#![allow(dead_code)]

use std::net::SocketAddr;
use std::path::Path;
use std::sync::Arc;

use forgecache::config::Config;
use forgecache::server::CacheServer;
use tempfile::TempDir;
use tokio::io::{AsyncReadExt, AsyncWriteExt};
use tokio::net::{TcpListener, TcpStream};

/// A cache server bound to an ephemeral port with a throwaway root.
pub struct TestServer {
    pub addr: SocketAddr,
    pub server: Arc<CacheServer>,
    root: TempDir,
}

impl TestServer {
    pub async fn start(capacity: usize) -> TestServer {
        let root = TempDir::new().unwrap();
        let server = Arc::new(CacheServer::new(&Config {
            port: 0,
            root: root.path().to_path_buf(),
            capacity,
        }));
        let listener = TcpListener::bind("127.0.0.1:0").await.unwrap();
        let addr = listener.local_addr().unwrap();
        let accept = Arc::clone(&server);
        tokio::spawn(async move {
            let _ = accept.serve(listener).await;
        });
        TestServer { addr, server, root }
    }

    pub fn root(&self) -> &Path {
        self.root.path()
    }
}

pub enum GetReply {
    Hit {
        variant: u8,
        id: [u8; 32],
        payload: Vec<u8>,
    },
    Miss {
        variant: u8,
        id: [u8; 32],
    },
}

impl GetReply {
    pub fn is_miss(&self) -> bool {
        matches!(self, GetReply::Miss { .. })
    }

    pub fn payload(&self) -> &[u8] {
        match self {
            GetReply::Hit { payload, .. } => payload,
            GetReply::Miss { .. } => panic!("expected a hit"),
        }
    }
}

/// Minimal wire-protocol client for driving the server in tests.
pub struct Client {
    stream: TcpStream,
}

impl Client {
    pub async fn connect(addr: SocketAddr) -> Client {
        let stream = TcpStream::connect(addr).await.unwrap();
        Client { stream }
    }

    /// Connects and completes the handshake with version `fe`.
    pub async fn connect_ready(addr: SocketAddr) -> Client {
        let mut client = Client::connect(addr).await;
        client.handshake(b"fe").await;
        client
    }

    /// Sends a 2-byte version field and returns the 8-character echo.
    pub async fn handshake(&mut self, version: &[u8; 2]) -> String {
        self.stream.write_all(version).await.unwrap();
        let mut echo = [0u8; 8];
        self.stream.read_exact(&mut echo).await.unwrap();
        String::from_utf8(echo.to_vec()).unwrap()
    }

    pub async fn start_trx(&mut self, id: &[u8; 32]) {
        let mut frame = Vec::with_capacity(34);
        frame.extend_from_slice(b"ts");
        frame.extend_from_slice(id);
        self.stream.write_all(&frame).await.unwrap();
    }

    pub async fn end_trx(&mut self) {
        self.stream.write_all(b"te").await.unwrap();
    }

    /// PUT declaration only; the caller controls how much payload follows.
    pub async fn put_header(&mut self, variant: u8, declared: u64) {
        let mut frame = Vec::with_capacity(18);
        frame.push(b'p');
        frame.push(variant);
        frame.extend_from_slice(format!("{declared:016x}").as_bytes());
        self.stream.write_all(&frame).await.unwrap();
    }

    pub async fn put(&mut self, variant: u8, payload: &[u8]) {
        self.put_header(variant, payload.len() as u64).await;
        self.stream.write_all(payload).await.unwrap();
    }

    /// Full upload: transaction start, one PUT, transaction end.
    pub async fn upload(&mut self, id: &[u8; 32], variant: u8, payload: &[u8]) {
        self.start_trx(id).await;
        self.put(variant, payload).await;
        self.end_trx().await;
    }

    pub async fn send_get(&mut self, variant: u8, id: &[u8; 32]) {
        let mut frame = Vec::with_capacity(34);
        frame.push(b'g');
        frame.push(variant);
        frame.extend_from_slice(id);
        self.stream.write_all(&frame).await.unwrap();
    }

    pub async fn read_reply(&mut self) -> GetReply {
        let mut head = [0u8; 2];
        self.stream.read_exact(&mut head).await.unwrap();
        let mut id = [0u8; 32];
        match head[0] {
            b'-' => {
                self.stream.read_exact(&mut id).await.unwrap();
                GetReply::Miss {
                    variant: head[1],
                    id,
                }
            }
            b'+' => {
                let mut size_field = [0u8; 16];
                self.stream.read_exact(&mut size_field).await.unwrap();
                let size =
                    u64::from_str_radix(std::str::from_utf8(&size_field).unwrap(), 16).unwrap();
                self.stream.read_exact(&mut id).await.unwrap();
                let mut payload = vec![0u8; size as usize];
                self.stream.read_exact(&mut payload).await.unwrap();
                GetReply::Hit {
                    variant: head[1],
                    id,
                    payload,
                }
            }
            other => panic!("unexpected reply marker {other:#04x}"),
        }
    }

    pub async fn get(&mut self, variant: u8, id: &[u8; 32]) -> GetReply {
        self.send_get(variant, id).await;
        self.read_reply().await
    }

    pub async fn quit(mut self) {
        self.stream.write_all(b"q").await.unwrap();
    }

    /// Raw bytes, for malformed-input tests.
    pub async fn send_raw(&mut self, bytes: &[u8]) {
        self.stream.write_all(bytes).await.unwrap();
    }

    pub async fn read_exact(&mut self, buf: &mut [u8]) {
        self.stream.read_exact(buf).await.unwrap();
    }

    /// Blocks until the server closes the connection; false if data or a
    /// reply arrives first.
    pub async fn server_closed(&mut self) -> bool {
        let mut probe = [0u8; 1];
        match self.stream.read(&mut probe).await {
            Ok(0) => true,
            Ok(_) => false,
            Err(_) => true,
        }
    }
}

pub fn test_id(seed: u8) -> [u8; 32] {
    let mut id = [0u8; 32];
    for (i, byte) in id.iter_mut().enumerate() {
        *byte = seed.wrapping_add(i as u8);
    }
    id
}

/// Deterministic pseudo-random payload bytes.
pub fn payload_bytes(seed: u8, len: usize) -> Vec<u8> {
    let mut state = u32::from(seed) | 1;
    (0..len)
        .map(|_| {
            state = state.wrapping_mul(1_664_525).wrapping_add(1_013_904_223);
            (state >> 24) as u8
        })
        .collect()
}
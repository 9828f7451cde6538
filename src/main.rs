use std::path::PathBuf;
use std::process;
use std::sync::Arc;

use clap::Parser;
use tracing::error;
use tracing_subscriber::EnvFilter;

use forgecache::config::Config;
use forgecache::server::CacheServer;

/// Network-attached cache for game-engine build artifacts.
#[derive(Parser)]
#[command(name = "forgecache", version)]
struct Args {
    /// Server port.
    #[arg(short, long, default_value_t = 9966)]
    port: u16,

    /// Cache storage path.
    #[arg(long, default_value = "cache")]
    path: PathBuf,

    /// Memory tier capacity in entries; 0 disables the tier.
    #[arg(short, long, default_value_t = 0)]
    capacity: usize,

    /// Log level (trace, debug, info, warn, error).
    #[arg(short, long, default_value = "info")]
    log_level: String,
}

#[tokio::main]
async fn main() {
    let args = Args::parse();

    let filter = EnvFilter::try_from_default_env()
        .unwrap_or_else(|_| EnvFilter::new(&args.log_level));
    tracing_subscriber::fmt().with_env_filter(filter).init();

    let config = Config {
        port: args.port,
        root: args.path,
        capacity: args.capacity,
    };
    let server = Arc::new(CacheServer::new(&config));
    if let Err(err) = server.listen(config.port).await {
        error!(%err, "server exited");
        process::exit(1);
    }
}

Assigned task => When the material above has been read, copy all of it exactly.

Answer for the task =>
#![allow(dead_code)]

use std::net::SocketAddr;
use std::path::Path;
use std::sync::Arc;

use forgecache::config::Config;
use forgecache::server::CacheServer;
use tempfile::TempDir;
use tokio::io::{AsyncReadExt, AsyncWriteExt};
use tokio::net::{TcpListener, TcpStream};

/// A cache server bound to an ephemeral port with a throwaway root.
pub struct TestServer {
    pub addr: SocketAddr,
    pub server: Arc<CacheServer>,
    root: TempDir,
}

impl TestServer {
    pub async fn start(capacity: usize) -> TestServer {
        let root = TempDir::new().unwrap();
        let server = Arc::new(CacheServer::new(&Config {
            port: 0,
            root: root.path().to_path_buf(),
            capacity,
        }));
        let listener = TcpListener::bind("127.0.0.1:0").await.unwrap();
        let addr = listener.local_addr().unwrap();
        let accept = Arc::clone(&server);
        tokio::spawn(async move {
            let _ = accept.serve(listener).await;
        });
        TestServer { addr, server, root }
    }

    pub fn root(&self) -> &Path {
        self.root.path()
    }
}

pub enum GetReply {
    Hit {
        variant: u8,
        id: [u8; 32],
        payload: Vec<u8>,
    },
    Miss {
        variant: u8,
        id: [u8; 32],
    },
}

impl GetReply {
    pub fn is_miss(&self) -> bool {
        matches!(self, GetReply::Miss { .. })
    }

    pub fn payload(&self) -> &[u8] {
        match self {
            GetReply::Hit { payload, .. } => payload,
            GetReply::Miss { .. } => panic!("expected a hit"),
        }
    }
}

/// Minimal wire-protocol client for driving the server in tests.
pub struct Client {
    stream: TcpStream,
}

impl Client {
    pub async fn connect(addr: SocketAddr) -> Client {
        let stream = TcpStream::connect(addr).await.unwrap();
        Client { stream }
    }

    /// Connects and completes the handshake with version `fe`.
    pub async fn connect_ready(addr: SocketAddr) -> Client {
        let mut client = Client::connect(addr).await;
        client.handshake(b"fe").await;
        client
    }

    /// Sends a 2-byte version field and returns the 8-character echo.
    pub async fn handshake(&mut self, version: &[u8; 2]) -> String {
        self.stream.write_all(version).await.unwrap();
        let mut echo = [0u8; 8];
        self.stream.read_exact(&mut echo).await.unwrap();
        String::from_utf8(echo.to_vec()).unwrap()
    }

    pub async fn start_trx(&mut self, id: &[u8; 32]) {
        let mut frame = Vec::with_capacity(34);
        frame.extend_from_slice(b"ts");
        frame.extend_from_slice(id);
        self.stream.write_all(&frame).await.unwrap();
    }

    pub async fn end_trx(&mut self) {
        self.stream.write_all(b"te").await.unwrap();
    }

    /// PUT declaration only; the caller controls how much payload follows.
    pub async fn put_header(&mut self, variant: u8, declared: u64) {
        let mut frame = Vec::with_capacity(18);
        frame.push(b'p');
        frame.push(variant);
        frame.extend_from_slice(format!("{declared:016x}").as_bytes());
        self.stream.write_all(&frame).await.unwrap();
    }

    pub async fn put(&mut self, variant: u8, payload: &[u8]) {
        self.put_header(variant, payload.len() as u64).await;
        self.stream.write_all(payload).await.unwrap();
    }

    /// Full upload: transaction start, one PUT, transaction end.
    pub async fn upload(&mut self, id: &[u8; 32], variant: u8, payload: &[u8]) {
        self.start_trx(id).await;
        self.put(variant, payload).await;
        self.end_trx().await;
    }

    pub async fn send_get(&mut self, variant: u8, id: &[u8; 32]) {
        let mut frame = Vec::with_capacity(34);
        frame.push(b'g');
        frame.push(variant);
        frame.extend_from_slice(id);
        self.stream.write_all(&frame).await.unwrap();
    }

    pub async fn read_reply(&mut self) -> GetReply {
        let mut head = [0u8; 2];
        self.stream.read_exact(&mut head).await.unwrap();
        let mut id = [0u8; 32];
        match head[0] {
            b'-' => {
                self.stream.read_exact(&mut id).await.unwrap();
                GetReply::Miss {
                    variant: head[1],
                    id,
                }
            }
            b'+' => {
                let mut size_field = [0u8; 16];
                self.stream.read_exact(&mut size_field).await.unwrap();
                let size =
                    u64::from_str_radix(std::str::from_utf8(&size_field).unwrap(), 16).unwrap();
                self.stream.read_exact(&mut id).await.unwrap();
                let mut payload = vec![0u8; size as usize];
                self.stream.read_exact(&mut payload).await.unwrap();
                GetReply::Hit {
                    variant: head[1],
                    id,
                    payload,
                }
            }
            other => panic!("unexpected reply marker {other:#04x}"),
        }
    }

    pub async fn get(&mut self, variant: u8, id: &[u8; 32]) -> GetReply {
        self.send_get(variant, id).await;
        self.read_reply().await
    }

    pub async fn quit(mut self) {
        self.stream.write_all(b"q").await.unwrap();
    }

    /// Raw bytes, for malformed-input tests.
    pub async fn send_raw(&mut self, bytes: &[u8]) {
        self.stream.write_all(bytes).await.unwrap();
    }

    pub async fn read_exact(&mut self, buf: &mut [u8]) {
        self.stream.read_exact(buf).await.unwrap();
    }

    /// Blocks until the server closes the connection; false if data or a
    /// reply arrives first.
    pub async fn server_closed(&mut self) -> bool {
        let mut probe = [0u8; 1];
        match self.stream.read(&mut probe).await {
            Ok(0) => true,
            Ok(_) => false,
            Err(_) => true,
        }
    }
}

pub fn test_id(seed: u8) -> [u8; 32] {
    let mut id = [0u8; 32];
    for (i, byte) in id.iter_mut().enumerate() {
        *byte = seed.wrapping_add(i as u8);
    }
    id
}

/// Deterministic pseudo-random payload bytes.
pub fn payload_bytes(seed: u8, len: usize) -> Vec<u8> {
    let mut state = u32::from(seed) | 1;
    (0..len)
        .map(|_| {
            state = state.wrapping_mul(1_664_525).wrapping_add(1_013_904_223);
            (state >> 24) as u8
        })
        .collect()
}
repository 9828f7451cde6538
filename src/main.rs
use std::path::PathBuf;
use std::process;
use std::sync::Arc;

use clap::Parser;
use tracing::error;
use tracing_subscriber::EnvFilter;

use forgecache::config::Config;
use forgecache::server::CacheServer;

/// Network-attached cache for game-engine build artifacts.
#[derive(Parser)]
#[command(name = "forgecache", version)]
struct Args {
    /// Server port.
    #[arg(short, long, default_value_t = 9966)]
    port: u16,

    /// Cache storage path.
    #[arg(long, default_value = "cache")]
    path: PathBuf,

    /// Memory tier capacity in entries; 0 disables the tier.
    #[arg(short, long, default_value_t = 0)]
    capacity: usize,

    /// Log level (trace, debug, info, warn, error).
    #[arg(short, long, default_value = "info")]
    log_level: String,
}

#[tokio::main]
async fn main() {
    let args = Args::parse();

    let filter = EnvFilter::try_from_default_env()
        .unwrap_or_else(|_| EnvFilter::new(&args.log_level));
    tracing_subscriber::fmt().with_env_filter(filter).init();

    let config = Config {
        port: args.port,
        root: args.path,
        capacity: args.capacity,
    };
    let server = Arc::new(CacheServer::new(&config));
    if let Err(err) = server.listen(config.port).await {
        error!(%err, "server exited");
        process::exit(1);
    }
}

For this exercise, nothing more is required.